Он, впрочем, правду сказал, когда проврался давеча спьяну на
лестнице, что эксцентрическая хозяйка Раскольникова, Прасковья Павловна,
приревнует его не только к Авдотье Романовне, но, пожалуй, и к самой Пульхерии
Александровне. Несмотря на то, что Пульхерии Александровне было уже сорок три
года, лицо ее все еще сохраняло в себе остатки прежней красоты, и к тому же она
казалась гораздо моложе своих лет, что бывает почти всегда с женщинами,
сохранившими ясность духа, свежесть впечатлений и честный, чистый жар сердца до
старости. Скажем в скобках, что сохранить все это есть единственное средство не
потерять красоты своей даже в старости.
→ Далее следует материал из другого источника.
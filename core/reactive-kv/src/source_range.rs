//! Materialized source ranges (§4.E): one installed subscription over a
//! half-open byte range `[ibegin, iend)` of a back source table, feeding
//! either a direct copy or a running aggregate into a single sink key.
//!
//! The aggregation kind is a tagged variant on [`Accumulator`] rather than a
//! trait object — five fixed kinds, dispatched once per notification, reads
//! better as a `match` than as a vtable (see the design note in
//! `join::Aggregation`).

use crate::bytestring::Bytes;
use crate::error::{invariant_violation, EngineError, EngineResult};
use crate::join::{Aggregation, Join};
use crate::pattern::Match;
use crate::table::Modification;
use smallvec::SmallVec;
use std::collections::BTreeMap;
use std::rc::Rc;

type Bound = SmallVec<[u8; 56]>;

/// What a [`SourceRange::notify`] call means for the sink table: nothing
/// changed, a key should be set to a value, or a key should be erased
/// (an aggregate with no remaining contributing rows has nothing to report).
#[derive(Debug, Clone, PartialEq, Eq)]
pub enum SinkEffect {
    NoChange,
    Set(Bytes, Bytes),
    Erase(Bytes),
}

#[derive(Debug, Clone, Copy, PartialEq, Eq)]
enum MinMaxKind {
    Min,
    Max,
}

/// Per-variant running state. `Copy` carries none; the aggregates each carry
/// just enough to answer "what's the current aggregate value" in `O(log n)`
/// without rescanning the source table.
#[derive(Debug, Clone)]
enum Accumulator {
    Copy,
    Count { total: i64 },
    Sum { total: i64 },
    MinMax {
        kind: MinMaxKind,
        // Value -> number of currently-present source rows holding it.
        // A multiset rather than a single tracked extremum so erasing a
        // non-extreme value is O(log n) and erasing the extremum falls out
        // of the same code path instead of needing a full rescan.
        multiset: BTreeMap<Bytes, u64>,
    },
}

impl Accumulator {
    fn for_aggregation(agg: Aggregation) -> Self {
        match agg {
            Aggregation::Copy => Accumulator::Copy,
            Aggregation::Count => Accumulator::Count { total: 0 },
            Aggregation::Sum => Accumulator::Sum { total: 0 },
            Aggregation::Min => Accumulator::MinMax {
                kind: MinMaxKind::Min,
                multiset: BTreeMap::new(),
            },
            Aggregation::Max => Accumulator::MinMax {
                kind: MinMaxKind::Max,
                multiset: BTreeMap::new(),
            },
        }
    }
}

/// One installed range: a join, the slot bindings fixed by the probe
/// sources ahead of the back source, the byte interval this instance
/// subscribes to, and the aggregate (or copy) state it maintains.
pub struct SourceRange {
    id: u64,
    join: Rc<Join>,
    match_: Match,
    ibegin: Bound,
    iend: Bound,
    resultkeys: Vec<Bytes>,
    accumulator: Accumulator,
}

impl SourceRange {
    pub fn new(
        id: u64,
        join: Rc<Join>,
        match_: Match,
        ibegin: Bound,
        iend: Bound,
        resultkeys: Vec<Bytes>,
    ) -> Self {
        let accumulator = Accumulator::for_aggregation(join.aggregation);
        SourceRange {
            id,
            join,
            match_,
            ibegin,
            iend,
            resultkeys,
            accumulator,
        }
    }

    pub fn id(&self) -> u64 {
        self.id
    }

    pub fn join(&self) -> &Rc<Join> {
        &self.join
    }

    pub fn ibegin(&self) -> &[u8] {
        &self.ibegin
    }

    pub fn iend(&self) -> &[u8] {
        &self.iend
    }

    pub fn resultkeys(&self) -> &[Bytes] {
        &self.resultkeys
    }

    fn in_bounds(&self, value: &Bytes) -> EngineResult<bool> {
        match &self.join.bounds {
            None => Ok(true),
            Some(b) => {
                let v = self.parse(value)?;
                Ok(b.contains(v))
            }
        }
    }

    fn parse(&self, value: &Bytes) -> EngineResult<i64> {
        value.parse_i64().ok_or_else(|| EngineError::NotAnInteger {
            key: format!("{}", self.join.name),
            value: value.to_string(),
        })
    }

    /// Apply one modification observed at `source_key` in the back source
    /// table, returning the effect it has on the sink.
    pub fn notify(&mut self, source_key: &Bytes, modification: Modification) -> EngineResult<SinkEffect> {
        match &mut self.accumulator {
            Accumulator::Copy => self.notify_copy(source_key, modification),
            Accumulator::Count { .. } => self.notify_count(source_key, modification),
            Accumulator::Sum { .. } => self.notify_sum(source_key, modification),
            Accumulator::MinMax { .. } => self.notify_min_max(source_key, modification),
        }
    }

    /// A copy join mirrors each in-bounds source row straight to its sink
    /// key (`pqsource.cc`'s `CopySourceRange::notify` calls `check_bounds`
    /// before copying, same as the aggregating variants below). A row that
    /// is, was, or becomes out of bounds is treated as absent on that side
    /// of the transition.
    fn notify_copy(&mut self, source_key: &Bytes, modification: Modification) -> EngineResult<SinkEffect> {
        match modification {
            Modification::Unchanged => Ok(SinkEffect::NoChange),
            Modification::Insert(new) => {
                if !self.in_bounds(&new)? {
                    return Ok(SinkEffect::NoChange);
                }
                let sink_key = self.join.expand_sink(&self.match_, source_key.as_bytes())?;
                if !self.resultkeys.contains(&sink_key) {
                    self.resultkeys.push(sink_key.clone());
                }
                Ok(SinkEffect::Set(sink_key, new))
            }
            Modification::Erase(old) => {
                if !self.in_bounds(&old)? {
                    return Ok(SinkEffect::NoChange);
                }
                let sink_key = self.join.expand_sink(&self.match_, source_key.as_bytes())?;
                self.resultkeys.retain(|k| k != &sink_key);
                Ok(SinkEffect::Erase(sink_key))
            }
            Modification::Update { old, new } => {
                let was = self.in_bounds(&old)?;
                let now = self.in_bounds(&new)?;
                let sink_key = self.join.expand_sink(&self.match_, source_key.as_bytes())?;
                match (was, now) {
                    (true, true) => Ok(SinkEffect::Set(sink_key, new)),
                    (true, false) => {
                        self.resultkeys.retain(|k| k != &sink_key);
                        Ok(SinkEffect::Erase(sink_key))
                    }
                    (false, true) => {
                        if !self.resultkeys.contains(&sink_key) {
                            self.resultkeys.push(sink_key.clone());
                        }
                        Ok(SinkEffect::Set(sink_key, new))
                    }
                    (false, false) => Ok(SinkEffect::NoChange),
                }
            }
        }
    }

    /// The sink key for this range: the probe-source bindings already fixed
    /// in `match_`, plus whatever slots the back source's own key
    /// contributes (for a single-source aggregation, this is typically the
    /// entire grouping key).
    fn sink_key_for(&self, source_key: &Bytes) -> EngineResult<Bytes> {
        let extracted = self
            .join
            .back_source()
            .pattern
            .try_match(source_key.as_bytes())
            .ok_or_else(|| EngineError::InvalidJoin {
                message: format!(
                    "key does not match back source pattern of join '{}'",
                    self.join.name
                ),
            })?;
        let mut m = self.match_.clone();
        for slot in self.join.back_source().pattern.slot_names() {
            if let Some(v) = extracted.get(slot) {
                m.bind(slot.to_string(), v.clone());
            }
        }
        self.join.sink().pattern.expand(&m)
    }

    fn notify_count(&mut self, source_key: &Bytes, modification: Modification) -> EngineResult<SinkEffect> {
        let total = match &mut self.accumulator {
            Accumulator::Count { total } => total,
            _ => unreachable!(),
        };
        match modification {
            Modification::Unchanged => return Ok(SinkEffect::NoChange),
            Modification::Insert(new) => {
                if self.in_bounds(&new)? {
                    *total += 1;
                }
            }
            Modification::Erase(old) => {
                if self.in_bounds(&old)? {
                    *total -= 1;
                }
            }
            Modification::Update { old, new } => {
                let was = self.in_bounds(&old)?;
                let now = self.in_bounds(&new)?;
                if was && !now {
                    *total -= 1;
                } else if !was && now {
                    *total += 1;
                }
            }
        }
        let total = match &self.accumulator {
            Accumulator::Count { total } => *total,
            _ => unreachable!(),
        };
        let sink_key = self.sink_key_for(source_key)?;
        if self.resultkeys.is_empty() {
            self.resultkeys.push(sink_key.clone());
        }
        Ok(SinkEffect::Set(sink_key, Bytes::from_i64(total)))
    }

    fn notify_sum(&mut self, source_key: &Bytes, modification: Modification) -> EngineResult<SinkEffect> {
        let delta = match modification {
            Modification::Unchanged => return Ok(SinkEffect::NoChange),
            Modification::Insert(new) => {
                if self.in_bounds(&new)? {
                    self.parse(&new)?
                } else {
                    0
                }
            }
            Modification::Erase(old) => {
                if self.in_bounds(&old)? {
                    -self.parse(&old)?
                } else {
                    0
                }
            }
            Modification::Update { old, new } => {
                let mut d = 0;
                if self.in_bounds(&old)? {
                    d -= self.parse(&old)?;
                }
                if self.in_bounds(&new)? {
                    d += self.parse(&new)?;
                }
                d
            }
        };
        match &mut self.accumulator {
            Accumulator::Sum { total } => *total += delta,
            _ => unreachable!(),
        }
        let total = match &self.accumulator {
            Accumulator::Sum { total } => *total,
            _ => unreachable!(),
        };
        let sink_key = self.sink_key_for(source_key)?;
        if self.resultkeys.is_empty() {
            self.resultkeys.push(sink_key.clone());
        }
        Ok(SinkEffect::Set(sink_key, Bytes::from_i64(total)))
    }

    fn notify_min_max(&mut self, source_key: &Bytes, modification: Modification) -> EngineResult<SinkEffect> {
        match modification {
            Modification::Unchanged => return Ok(SinkEffect::NoChange),
            Modification::Insert(new) => {
                if self.in_bounds(&new)? {
                    self.insert_value(&new);
                }
            }
            Modification::Erase(old) => {
                if self.in_bounds(&old)? {
                    self.remove_value(&old);
                }
            }
            Modification::Update { old, new } => {
                if self.in_bounds(&old)? {
                    self.remove_value(&old);
                }
                if self.in_bounds(&new)? {
                    self.insert_value(&new);
                }
            }
        }
        let sink_key = self.sink_key_for(source_key)?;
        match self.current_extreme() {
            Some(v) => {
                if self.resultkeys.is_empty() {
                    self.resultkeys.push(sink_key.clone());
                }
                Ok(SinkEffect::Set(sink_key, v))
            }
            None => {
                self.resultkeys.clear();
                Ok(SinkEffect::Erase(sink_key))
            }
        }
    }

    fn insert_value(&mut self, v: &Bytes) {
        if let Accumulator::MinMax { multiset, .. } = &mut self.accumulator {
            *multiset.entry(v.clone()).or_insert(0) += 1;
        }
    }

    /// Removes one occurrence of `v`. Erasing a value this range never
    /// recorded as present means the caller's bookkeeping (table-side
    /// insert/erase pairing) is broken — that is a bug upstream, not a
    /// recoverable condition here, so it panics rather than silently
    /// leaving the aggregate wrong.
    fn remove_value(&mut self, v: &Bytes) {
        if let Accumulator::MinMax { multiset, .. } = &mut self.accumulator {
            match multiset.get_mut(v) {
                Some(count) if *count > 1 => *count -= 1,
                Some(_) => {
                    multiset.remove(v);
                }
                None => invariant_violation(
                    &self.join.name,
                    &v.to_string(),
                    "erased a value this source range never recorded as present",
                ),
            }
        }
    }

    fn current_extreme(&self) -> Option<Bytes> {
        match &self.accumulator {
            Accumulator::MinMax { kind, multiset } => match kind {
                MinMaxKind::Min => multiset.keys().next().cloned(),
                MinMaxKind::Max => multiset.keys().next_back().cloned(),
            },
            _ => None,
        }
    }
}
Волосы ее уже начинали седеть и редеть,
маленькие лучистые морщинки уже давно появились около глаз, щеки впали и
высохли от заботы и горя, и все-таки это лицо было прекрасно. Это был портрет Дунечкинова
лица, только двадцать лет спустя, да кроме еще выражения нижней губки, которая
у ней не выдавалась вперед. Пульхерия Александровна была чувствительна, впрочем
не до приторности, робка и уступчива, но до известной черты: она многое могла
уступить, на многое могла согласиться, даже из того, что противоречило ее
убеждению, но всегда была такая черта честности, правил и крайних убеждений, за
которую никакие обстоятельства не могли заставить ее переступить.